# Dataset entries:
--- --- ---

//! Caller authentication: JWT validation and the per-request session.

mod claims;
mod jwt;
mod session;

pub use claims::{Claims, MANAGE_DEVICES, VIEW_DEVICES};
pub use jwt::JwtValidator;
pub use session::SessionContext;
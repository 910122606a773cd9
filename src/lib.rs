// Infrastructure layer (shared components)
pub mod infrastructure;

pub use infrastructure::postgres;

pub mod auth;
pub mod config;
pub mod error;
pub mod metrics;

// Domain layer (business logic)
pub mod device;
pub mod directory;
pub mod notification;
pub mod provider;

// Application layer
pub mod api;
pub mod server;

// Supporting modules
pub mod telemetry;
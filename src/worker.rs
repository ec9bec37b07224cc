// Load worker — receives load commands, runs pipelines, emits events.
//
// One pipeline per command identifier (the URL); duplicates for an
// in-flight URL are dropped. Pipelines for different URLs fetch and build
// envelopes concurrently, but decode invocations go through a single gate
// because the engine is not reentrant. A failed pipeline reports a Failed
// event and the listening loop keeps running.

use std::collections::HashSet;
use std::fmt;
use std::sync::Arc;

use parking_lot::Mutex;
use serde::{Deserialize, Serialize};
use tokio::sync::{mpsc, Mutex as AsyncMutex};
use tokio_util::sync::CancellationToken;
use tracing::{debug, error, info};

use crate::config::{LoaderConfig, QUEUE_DEPTH};
use crate::engine::bridge::decode_cloud;
use crate::engine::lifecycle::EngineLifecycle;
use crate::error::LoadError;
use crate::source::traits::AssetSource;
use crate::source::UrlAssetSource;
use crate::transfer::TransferEnvelope;

/// Inbound command, mirroring the `{ "type": "load", "url": ... }` wire
/// shape of the message protocol.
#[derive(Debug, Clone, PartialEq, Eq, Serialize, Deserialize)]
#[serde(tag = "type", rename_all = "lowercase")]
pub enum LoadCommand {
    Load { url: String },
}

/// Pipeline phase a request was in when it failed.
#[derive(Debug, Clone, Copy, PartialEq, Eq)]
pub enum LoadPhase {
    Initializing,
    Fetching,
    Decoding,
    Transferring,
}

impl fmt::Display for LoadPhase {
    fn fmt(&self, f: &mut fmt::Formatter<'_>) -> fmt::Result {
        let name = match self {
            Self::Initializing => "initializing",
            Self::Fetching => "fetching",
            Self::Decoding => "decoding",
            Self::Transferring => "transferring",
        };
        f.write_str(name)
    }
}

/// Outbound event for one command.
#[derive(Debug)]
pub enum LoadEvent {
    Loaded {
        url: String,
        envelope: TransferEnvelope,
    },
    Failed {
        url: String,
        phase: LoadPhase,
        error: LoadError,
    },
}

impl LoadEvent {
    pub fn url(&self) -> &str {
        match self {
            Self::Loaded { url, .. } | Self::Failed { url, .. } => url,
        }
    }
}

pub struct LoadWorker {
    commands: mpsc::Sender<LoadCommand>,
    shutdown: CancellationToken,
}

impl LoadWorker {
    /// Spawn the dispatcher task. Returns the worker handle and the event
    /// stream.
    pub fn spawn(
        lifecycle: Arc<EngineLifecycle>,
        source: Arc<dyn AssetSource>,
    ) -> (Self, mpsc::Receiver<LoadEvent>) {
        let (cmd_tx, mut cmd_rx) = mpsc::channel::<LoadCommand>(QUEUE_DEPTH);
        let (event_tx, event_rx) = mpsc::channel::<LoadEvent>(QUEUE_DEPTH);
        let shutdown = CancellationToken::new();

        let state = Arc::new(WorkerState {
            lifecycle,
            source,
            decode_gate: AsyncMutex::new(()),
            in_flight: Mutex::new(HashSet::new()),
            events: event_tx,
            shutdown: shutdown.clone(),
        });

        tokio::spawn(async move {
            loop {
                let cmd = tokio::select! {
                    _ = state.shutdown.cancelled() => break,
                    cmd = cmd_rx.recv() => match cmd {
                        Some(cmd) => cmd,
                        None => break,
                    },
                };
                match cmd {
                    LoadCommand::Load { url } => state.clone().dispatch(url),
                }
            }
            debug!("load worker stopped");
        });

        (
            Self {
                commands: cmd_tx,
                shutdown,
            },
            event_rx,
        )
    }

    /// Worker wired to the built-in engine and URL source for `config`.
    pub fn with_config(config: LoaderConfig) -> (Self, mpsc::Receiver<LoadEvent>) {
        let source = Arc::new(UrlAssetSource::new(&config));
        let lifecycle = Arc::new(EngineLifecycle::native(config));
        Self::spawn(lifecycle, source)
    }

    /// Submit a command. Returns `false` if the worker is gone.
    pub async fn send(&self, command: LoadCommand) -> bool {
        self.commands.send(command).await.is_ok()
    }

    /// Clone of the command channel for callers that queue directly.
    pub fn command_sender(&self) -> mpsc::Sender<LoadCommand> {
        self.commands.clone()
    }

    /// Stop the dispatcher. In-flight pipelines stop at their next await.
    pub fn shutdown(&self) {
        self.shutdown.cancel();
    }
}

struct WorkerState {
    lifecycle: Arc<EngineLifecycle>,
    source: Arc<dyn AssetSource>,
    decode_gate: AsyncMutex<()>,
    in_flight: Mutex<HashSet<String>>,
    events: mpsc::Sender<LoadEvent>,
    shutdown: CancellationToken,
}

impl WorkerState {
    /// Start one pipeline task for `url` unless one is already running.
    fn dispatch(self: Arc<Self>, url: String) {
        {
            let mut in_flight = self.in_flight.lock();
            if !in_flight.insert(url.clone()) {
                debug!("load for {url} already in flight, dropping duplicate");
                return;
            }
        }

        tokio::spawn(async move {
            let event = tokio::select! {
                _ = self.shutdown.cancelled() => {
                    self.in_flight.lock().remove(&url);
                    return;
                }
                event = self.run_load(&url) => event,
            };
            self.in_flight.lock().remove(&url);

            match &event {
                LoadEvent::Loaded { url, envelope } => {
                    info!(
                        "loaded {url}: {} points, {} payload bytes",
                        envelope.meta.num_points,
                        envelope.payload_bytes()
                    );
                }
                LoadEvent::Failed { url, phase, error } => {
                    error!("load of {url} failed while {phase}: {error}");
                }
            }
            if self.events.send(event).await.is_err() {
                debug!("event receiver dropped");
            }
        });
    }

    /// One pipeline: engine handle, fetch, decode, envelope.
    async fn run_load(&self, url: &str) -> LoadEvent {
        let failed = |phase: LoadPhase, error: LoadError| LoadEvent::Failed {
            url: url.to_string(),
            phase,
            error,
        };

        let engine = match self.lifecycle.get().await {
            Ok(engine) => engine,
            Err(e) => return failed(LoadPhase::Initializing, e.into()),
        };

        debug!("fetching {url}");
        let bytes = match self.source.fetch(url).await {
            Ok(bytes) => bytes,
            Err(e) => return failed(LoadPhase::Fetching, e.into()),
        };
        debug!("fetched {} bytes from {url}", bytes.len());

        // One decode at a time; the engine is not reentrant.
        let cloud = {
            let _gate = self.decode_gate.lock().await;
            decode_cloud(engine.as_ref(), &bytes)
        };
        let cloud = match cloud {
            Ok(cloud) => cloud,
            Err(e) => return failed(LoadPhase::Decoding, e),
        };

        let envelope = TransferEnvelope::build(cloud);
        LoadEvent::Loaded {
            url: url.to_string(),
            envelope,
        }
    }
}
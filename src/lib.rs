//! Asynchronous gaussian-splat asset loading: fetch raw bytes, decode them
//! through the native engine, and move the decoded arrays to the consumer
//! without copying.

use std::sync::Once;

use tracing::info;
use tracing_subscriber::EnvFilter;

pub mod client;
pub mod cloud;
pub mod config;
pub mod engine;
pub mod error;
pub mod source;
pub mod transfer;
pub mod worker;

pub use client::SplatLoader;
pub use cloud::{GaussianCloud, Splat};
pub use config::LoaderConfig;
pub use error::{EngineError, FetchError, InitializationError, LoadError};
pub use transfer::{SceneMeta, TransferEnvelope};
pub use worker::{LoadCommand, LoadEvent, LoadPhase, LoadWorker};

static INIT_TRACING: Once = Once::new();

/// Install the default tracing subscriber. Safe to call more than once; a
/// subscriber installed by the host wins.
pub fn init_tracing() {
    INIT_TRACING.call_once(|| {
        let filter = EnvFilter::try_from_default_env()
            .unwrap_or_else(|_| EnvFilter::new("info,hyper=warn,reqwest=warn"));

        let _ = tracing_subscriber::fmt()
            .with_env_filter(filter)
            .with_target(true)
            .try_init();

        info!("splat loader tracing initialized");
    });
}
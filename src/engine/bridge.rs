// Decode bridge — copy-in, decode, copy-out, unconditional release.
//
// Engine memory is short lived: everything allocated for one decode is
// freed before the call returns, on success and on every error path. The
// copy in `extract` is the only point where data crosses from engine
// ownership into host ownership, and it is mandatory; the engine buffers
// are gone right after.

use tracing::debug;

use super::traits::{DecodeEngine, RawBuffer, RawScene};
use crate::cloud::GaussianCloud;
use crate::error::LoadError;

/// Frees every tracked engine buffer when dropped, so each exit path out of
/// the bridge releases exactly what it acquired.
struct BufferGuard<'a> {
    engine: &'a dyn DecodeEngine,
    buffers: Vec<RawBuffer>,
}

impl<'a> BufferGuard<'a> {
    fn new(engine: &'a dyn DecodeEngine) -> Self {
        Self {
            engine,
            buffers: Vec::new(),
        }
    }

    fn track(&mut self, buf: RawBuffer) {
        self.buffers.push(buf);
    }
}

impl Drop for BufferGuard<'_> {
    fn drop(&mut self) {
        for buf in self.buffers.drain(..) {
            self.engine.free(buf);
        }
    }
}

/// Run one decode: allocate and copy the payload into the engine, decode,
/// copy every output array into host memory, and free all engine buffers.
pub fn decode_cloud(engine: &dyn DecodeEngine, bytes: &[u8]) -> Result<GaussianCloud, LoadError> {
    let mut guard = BufferGuard::new(engine);

    let input = engine.allocate(bytes.len()).map_err(LoadError::from_engine)?;
    guard.track(input);
    engine.write(input, bytes).map_err(LoadError::from_engine)?;

    let raw = engine.decode(input).map_err(LoadError::from_engine)?;
    for buf in raw.buffers() {
        guard.track(buf);
    }

    let cloud = extract(engine, &raw)?;
    cloud.validate().map_err(LoadError::Decode)?;
    debug!(
        "decoded cloud: {} points, sh_degree={}, {} input bytes",
        cloud.num_points,
        cloud.sh_degree,
        bytes.len()
    );
    Ok(cloud)
}

fn extract(engine: &dyn DecodeEngine, raw: &RawScene) -> Result<GaussianCloud, LoadError> {
    Ok(GaussianCloud {
        num_points: raw.num_points,
        sh_degree: raw.sh_degree,
        antialiased: raw.antialiased,
        positions: engine.read_f32(raw.positions).map_err(LoadError::from_engine)?,
        scales: engine.read_f32(raw.scales).map_err(LoadError::from_engine)?,
        rotations: engine.read_f32(raw.rotations).map_err(LoadError::from_engine)?,
        alphas: engine.read_f32(raw.alphas).map_err(LoadError::from_engine)?,
        colors: engine.read_f32(raw.colors).map_err(LoadError::from_engine)?,
        sh: engine.read_f32(raw.sh).map_err(LoadError::from_engine)?,
    })
}
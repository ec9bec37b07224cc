// Staged-file retrieval — transient local payloads handed over by URL.
//
// Callers stage a byte buffer as a file under the loader scratch directory
// and pass its file:// URL. The file is removed after the read, success or
// failure, so the staged resource never outlives the request that named it.

use std::path::{Path, PathBuf};

use async_trait::async_trait;
use bytes::Bytes;
use reqwest::Url;
use tracing::{debug, warn};

use super::traits::AssetSource;
use crate::error::FetchError;

pub struct StagedAssetSource {
    scratch_dir: Option<PathBuf>,
}

impl StagedAssetSource {
    pub fn new(scratch_dir: Option<PathBuf>) -> Self {
        Self { scratch_dir }
    }

    /// Only files inside the scratch directory are released; anything else
    /// is treated as a caller-owned path and left alone.
    fn is_transient(&self, path: &Path) -> bool {
        self.scratch_dir
            .as_deref()
            .is_some_and(|dir| path.starts_with(dir))
    }
}

#[async_trait]
impl AssetSource for StagedAssetSource {
    async fn fetch(&self, url: &str) -> Result<Bytes, FetchError> {
        let parsed = Url::parse(url).map_err(|_| FetchError::Scheme(url.to_string()))?;
        let path = parsed
            .to_file_path()
            .map_err(|_| FetchError::Scheme(url.to_string()))?;

        let result = tokio::fs::read(&path).await;

        if self.is_transient(&path) {
            match tokio::fs::remove_file(&path).await {
                Ok(()) => debug!("released staged file {}", path.display()),
                Err(e) if result.is_ok() => {
                    warn!("failed to release staged file {}: {}", path.display(), e);
                }
                Err(_) => {}
            }
        }

        match result {
            Ok(data) => {
                debug!("read {} bytes from {}", data.len(), path.display());
                Ok(Bytes::from(data))
            }
            Err(e) => Err(FetchError::Io {
                url: url.to_string(),
                source: e,
            }),
        }
    }
}
// HTTP asset retrieval over a shared reqwest client.

use async_trait::async_trait;
use bytes::Bytes;
use reqwest::Client;
use tracing::{debug, warn};

use super::traits::AssetSource;
use crate::error::FetchError;

pub struct HttpAssetSource {
    client: Client,
    max_body_bytes: u64,
}

impl HttpAssetSource {
    pub fn new(max_body_bytes: u64) -> Self {
        Self {
            client: Client::new(),
            max_body_bytes,
        }
    }
}

#[async_trait]
impl AssetSource for HttpAssetSource {
    async fn fetch(&self, url: &str) -> Result<Bytes, FetchError> {
        let resp = self
            .client
            .get(url)
            .send()
            .await
            .map_err(|e| FetchError::Transport {
                url: url.to_string(),
                source: e,
            })?;

        let status = resp.status();
        if !status.is_success() {
            warn!("GET {} failed with status {}", url, status.as_u16());
            return Err(FetchError::Status {
                url: url.to_string(),
                status: status.as_u16(),
            });
        }

        // Refuse oversized bodies up front when the server declares a length.
        if let Some(len) = resp.content_length() {
            if len > self.max_body_bytes {
                return Err(FetchError::TooLarge {
                    url: url.to_string(),
                    size: len,
                    limit: self.max_body_bytes,
                });
            }
        }

        let bytes = resp.bytes().await.map_err(|e| FetchError::Transport {
            url: url.to_string(),
            source: e,
        })?;
        if bytes.len() as u64 > self.max_body_bytes {
            return Err(FetchError::TooLarge {
                url: url.to_string(),
                size: bytes.len() as u64,
                limit: self.max_body_bytes,
            });
        }

        debug!("GET {}: {} bytes", url, bytes.len());
        Ok(bytes)
    }
}
use async_trait::async_trait;
use bytes::Bytes;

use crate::error::FetchError;

#[async_trait]
pub trait AssetSource: Send + Sync {
    /// Retrieve the full byte body behind `url`.
    async fn fetch(&self, url: &str) -> Result<Bytes, FetchError>;
}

--- --- ---

# What you have to do:
From the entries above, copy each line that holds "gone".

# Expected output:
    /// Submit a command. Returns `false` if the worker is gone.
// are gone right after.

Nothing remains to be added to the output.